## WHAT IS NEEDED:
Transcribe only the lines between the first line of the records and the line containing "Cancel the guard", inclusive, exactly as written.

Collected data:
//! Cancellable no-answer guards for agent legs.

use std::collections::HashMap;
use std::sync::Arc;
use std::time::Duration;

use async_trait::async_trait;
use tokio::sync::{mpsc, Mutex};
use tokio::task::JoinHandle;
use tracing::{debug, warn};

use crate::error::TriggerError;
use crate::events::TransferEvent;

/// Schedules a timeout event for an agent leg.
#[async_trait]
pub trait TimeoutScheduler: Send + Sync {
    /// Fire a timeout for (`call_id`, `agent_channel_id`) after `after`.
    ///
    /// Scheduling again for the same pair replaces the earlier guard.
    async fn schedule(
        &self,
        call_id: &str,
        agent_channel_id: &str,
        after: Duration,
    ) -> Result<(), TriggerError>;

    /// Cancel the guard for (`call_id`, `agent_channel_id`), if any.
    async fn cancel(&self, call_id: &str, agent_channel_id: &str);
}

type GuardKey = (String, String);

/// Scheduler backed by spawned tokio tasks.
///
/// An expired guard sends [`TransferEvent::Timeout`] on the event channel
/// the orchestrator consumes.
pub struct TokioTimeoutScheduler {
    events: mpsc::UnboundedSender<TransferEvent>,
    guards: Arc<Mutex<HashMap<GuardKey, JoinHandle<()>>>>,
}

impl TokioTimeoutScheduler {
    pub fn new(events: mpsc::UnboundedSender<TransferEvent>) -> Self {
        Self {
            events,
            guards: Arc::new(Mutex::new(HashMap::new())),
        }
    }

    /// Number of guards that have neither fired nor been cancelled.
    pub async fn pending(&self) -> usize {
        self.guards.lock().await.len()
    }
}

#[async_trait]
impl TimeoutScheduler for TokioTimeoutScheduler {
    async fn schedule(
        &self,
        call_id: &str,
        agent_channel_id: &str,
        after: Duration,
    ) -> Result<(), TriggerError> {
        if self.events.is_closed() {
            return Err(TriggerError::Unavailable(
                "timeout event channel is closed".to_string(),
            ));
        }

        let key = (call_id.to_string(), agent_channel_id.to_string());
        let events = self.events.clone();
        let guards = self.guards.clone();
        let task_key = key.clone();

        let mut map = self.guards.lock().await;
        let handle = tokio::spawn(async move {
            tokio::time::sleep(after).await;
            guards.lock().await.remove(&task_key);

            let (call_id, channel_id) = task_key;
            debug!("Transfer timeout fired for {} on {}", call_id, channel_id);
            if events
                .send(TransferEvent::Timeout {
                    call_id,
                    channel_id,
                })
                .is_err()
            {
                warn!("Timeout fired but the event channel is closed");
            }
        });

        if let Some(previous) = map.insert(key, handle) {
            previous.abort();
        }
        debug!(
            "Scheduled transfer timeout for {} on {} in {:?}",
            call_id, agent_channel_id, after
        );
        Ok(())
    }

    async fn cancel(&self, call_id: &str, agent_channel_id: &str) {
        let key = (call_id.to_string(), agent_channel_id.to_string());
        if let Some(handle) = self.guards.lock().await.remove(&key) {
            handle.abort();
            debug!("Cancelled transfer timeout for {} on {}", call_id, agent_channel_id);
        }
    }
}
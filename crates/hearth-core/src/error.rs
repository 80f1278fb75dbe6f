use thiserror::Error;

use crate::api::ApiError;
use crate::auth::StoreError;

/// Everything that can go wrong inside a session or fetch operation.
///
/// None of these cross the public boundary of `SessionManager`,
/// `Resource` or `ProfileLoader`: they become a `bool`, a cleared session,
/// or an `error` string.
#[derive(Error, Debug)]
pub enum SessionError {
    #[error(transparent)]
    NetworkFailure(#[from] ApiError),

    #[error("Login response missing tokens from backend.")]
    AuthResponseMalformed,

    #[error("Not authenticated to fetch data.")]
    NotAuthenticated,

    #[error("No authentication token found for protected endpoint.")]
    TokenMissing,

    #[error(transparent)]
    CredentialStoreFailure(#[from] StoreError),

    #[error("No user data found or invalid response format from /users.")]
    ProfileDataEmpty,
}

pub type Result<T> = std::result::Result<T, SessionError>;
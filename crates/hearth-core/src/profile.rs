//! User records and the signed-in user's profile.
//!
//! The backend has no "current user" endpoint yet, so the profile is taken
//! from the first record of `GET /users`. That is a stopgap: it is only
//! correct while the list endpoint returns the caller first, and it is
//! logged as such on every load.

use std::sync::{Arc, Mutex, MutexGuard};

use serde::{Deserialize, Deserializer, Serialize};
use tokio::sync::watch;
use tracing::{debug, error, warn};

use crate::api::Backend;
use crate::auth::{SecureStore, SessionSnapshot};
use crate::error::SessionError;
use crate::fetch::{read_access_token, FetchState, Generations};

/// Endpoint listing user records
pub const USERS_ENDPOINT: &str = "/users";

const PROFILE_LOAD_FAILED: &str = "Failed to load profile.";
const PROFILE_TOKEN_MISSING: &str = "Authentication token missing.";

fn string_or_number<'de, D>(deserializer: D) -> Result<String, D::Error>
where
    D: Deserializer<'de>,
{
    #[derive(Deserialize)]
    #[serde(untagged)]
    enum Id {
        Text(String),
        Number(serde_json::Number),
    }

    Ok(match Id::deserialize(deserializer)? {
        Id::Text(s) => s,
        Id::Number(n) => n.to_string(),
    })
}

/// A user as returned by `GET /users`.
#[derive(Debug, Clone, PartialEq, Serialize, Deserialize)]
#[cfg_attr(feature = "ts", derive(ts_rs::TS), ts(export))]
#[serde(rename_all = "camelCase")]
pub struct UserRecord {
    #[serde(deserialize_with = "string_or_number")]
    pub id: String,
    pub email: String,
    #[serde(default)]
    pub full_name: Option<String>,
    #[serde(default)]
    pub created_at: Option<String>,
    #[serde(default)]
    pub updated_at: Option<String>,
    #[serde(default)]
    pub enabled: Option<bool>,
    #[serde(default)]
    pub username: Option<String>,
}

#[derive(Debug, Clone, PartialEq, Serialize)]
#[cfg_attr(feature = "ts", derive(ts_rs::TS), ts(export))]
#[serde(rename_all = "camelCase")]
pub struct UserProfile {
    pub id: String,
    pub email: String,
    pub full_name: Option<String>,
    pub first_name: Option<String>,
    pub last_name: Option<String>,
    pub created_at: Option<String>,
    pub updated_at: Option<String>,
    pub enabled: Option<bool>,
    pub username: Option<String>,
}

/// Split a full name into first name and the rest.
///
/// Runs of whitespace count as one separator. The last name is every part
/// after the first, joined with single spaces.
pub fn split_full_name(full_name: Option<&str>) -> (Option<String>, Option<String>) {
    let parts: Vec<&str> = full_name.unwrap_or_default().split_whitespace().collect();
    match parts.split_first() {
        Some((first, rest)) => {
            let last = (!rest.is_empty()).then(|| rest.join(" "));
            (Some(first.to_string()), last)
        }
        None => (None, None),
    }
}

impl From<UserRecord> for UserProfile {
    fn from(record: UserRecord) -> Self {
        let (first_name, last_name) = split_full_name(record.full_name.as_deref());
        Self {
            id: record.id,
            email: record.email,
            full_name: record.full_name,
            first_name,
            last_name,
            created_at: record.created_at,
            updated_at: record.updated_at,
            enabled: record.enabled,
            username: record.username,
        }
    }
}

impl UserProfile {
    pub fn display_name(&self) -> String {
        match (&self.first_name, &self.last_name) {
            (Some(first), Some(last)) => format!("{} {}", first, last),
            (Some(first), None) => first.clone(),
            _ => self.email.clone(),
        }
    }
}

/// Pick the profile out of a `/users` response body.
fn profile_from_users(body: serde_json::Value) -> Result<UserProfile, SessionError> {
    let first = match body {
        serde_json::Value::Array(mut users) if !users.is_empty() => users.swap_remove(0),
        _ => return Err(SessionError::ProfileDataEmpty),
    };
    let record: UserRecord = serde_json::from_value(first).map_err(|e| {
        warn!(error = %e, "First /users record is not a user");
        SessionError::ProfileDataEmpty
    })?;
    Ok(record.into())
}

/// Loads the signed-in user's profile.
///
/// Unlike a [`Resource`](crate::fetch::Resource), a signed-out session is
/// not an error here: the profile is simply empty.
pub struct ProfileLoader {
    backend: Arc<dyn Backend>,
    store: Arc<dyn SecureStore>,
    session: watch::Receiver<SessionSnapshot>,
    state: Mutex<FetchState<UserProfile>>,
    generations: Generations,
}

impl ProfileLoader {
    pub fn new(
        backend: Arc<dyn Backend>,
        store: Arc<dyn SecureStore>,
        session: watch::Receiver<SessionSnapshot>,
    ) -> Self {
        Self {
            backend,
            store,
            session,
            state: Mutex::new(FetchState::default()),
            generations: Generations::new(),
        }
    }

    fn lock(&self) -> MutexGuard<'_, FetchState<UserProfile>> {
        self.state.lock().unwrap_or_else(|e| e.into_inner())
    }

    pub fn state(&self) -> FetchState<UserProfile> {
        self.lock().clone()
    }

    fn update(&self, generation: u64, f: impl FnOnce(&mut FetchState<UserProfile>)) {
        let mut state = self.lock();
        if self.generations.is_current(generation) {
            f(&mut state);
        }
    }

    pub async fn load(&self) {
        let Some(generation) = self.generations.next() else {
            return;
        };

        let authenticated = self.session.borrow().is_authenticated();
        if !authenticated {
            self.update(generation, FetchState::clear);
            return;
        }

        self.update(generation, FetchState::start);

        let Some(token) = read_access_token(self.store.as_ref()).await else {
            error!("Session is authenticated but no access token is stored");
            self.update(generation, |s| s.fail(PROFILE_TOKEN_MISSING.to_string()));
            return;
        };

        warn!("Using the first /users record as the current user's profile");
        let outcome = match self.backend.get_json(USERS_ENDPOINT, Some(&token)).await {
            Ok(body) => profile_from_users(body).map_err(|e| e.to_string()),
            Err(e) => {
                warn!(error = %e, "Failed to fetch user profile");
                Err(e.server_message().unwrap_or_else(|| PROFILE_LOAD_FAILED.to_string()))
            }
        };

        match outcome {
            Ok(profile) => {
                debug!(user_id = %profile.id, "Profile loaded");
                self.update(generation, |s| s.succeed(profile));
            }
            Err(message) => self.update(generation, |s| s.fail(message)),
        }
    }

    /// Manual reload.
    pub async fn refetch(&self) {
        self.load().await;
    }

    /// Load now and again on every authentication change.
    pub async fn follow_session(&self) {
        let mut session = self.session.clone();
        let mut seen = session.borrow_and_update().is_authenticated();
        self.load().await;

        while session.changed().await.is_ok() {
            if self.generations.is_retired() {
                break;
            }
            let authenticated = session.borrow_and_update().is_authenticated();
            if authenticated != seen {
                seen = authenticated;
                self.load().await;
            }
        }
    }

    pub fn retire(&self) {
        self.generations.retire();
    }
}
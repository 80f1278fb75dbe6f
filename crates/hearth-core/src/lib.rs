//! Hearth core library.
//!
//! Session and data-access core for the hearth mobile client: secure token
//! storage, the backend API client, the session manager, generic endpoint
//! fetching and the user profile.
//!
//! Typical wiring:
//!
//! ```no_run
//! use std::sync::Arc;
//! use hearth_core::{ApiClient, Config, KeyringStore, Resource, SessionManager};
//!
//! # async fn run() -> anyhow::Result<()> {
//! let config = Config::load()?;
//! let api = Arc::new(ApiClient::from_config(&config)?);
//! let store = Arc::new(KeyringStore::new(&config.keyring_service()));
//! let session = SessionManager::new(api.clone(), store.clone());
//! session.bootstrap().await;
//!
//! let users: Resource = Resource::new("/users", true, api, store, session.subscribe());
//! users.fetch().await;
//! # Ok(())
//! # }
//! ```

pub mod api;
pub mod auth;
pub mod config;
pub mod error;
pub mod fetch;
pub mod profile;

#[cfg(test)]
pub(crate) mod testing;

pub use api::{ApiClient, ApiError, Backend};
pub use auth::{
    KeyringStore, MemoryStore, Redirect, RedirectWatcher, SecureStore, SessionManager,
    SessionSnapshot, User,
};
pub use config::Config;
pub use error::SessionError;
pub use fetch::{FetchPhase, FetchState, Resource};
pub use profile::{ProfileLoader, UserProfile, UserRecord};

## EXPECTED ANSWER:
//! Cancellable no-answer guards for agent legs.

use std::collections::HashMap;
use std::sync::Arc;
use std::time::Duration;

use async_trait::async_trait;
use tokio::sync::{mpsc, Mutex};
use tokio::task::JoinHandle;
use tracing::{debug, warn};

use crate::error::TriggerError;
use crate::events::TransferEvent;

/// Schedules a timeout event for an agent leg.
#[async_trait]
pub trait TimeoutScheduler: Send + Sync {
    /// Fire a timeout for (`call_id`, `agent_channel_id`) after `after`.
    ///
    /// Scheduling again for the same pair replaces the earlier guard.
    async fn schedule(
        &self,
        call_id: &str,
        agent_channel_id: &str,
        after: Duration,
    ) -> Result<(), TriggerError>;

    /// Cancel the guard for (`call_id`, `agent_channel_id`), if any.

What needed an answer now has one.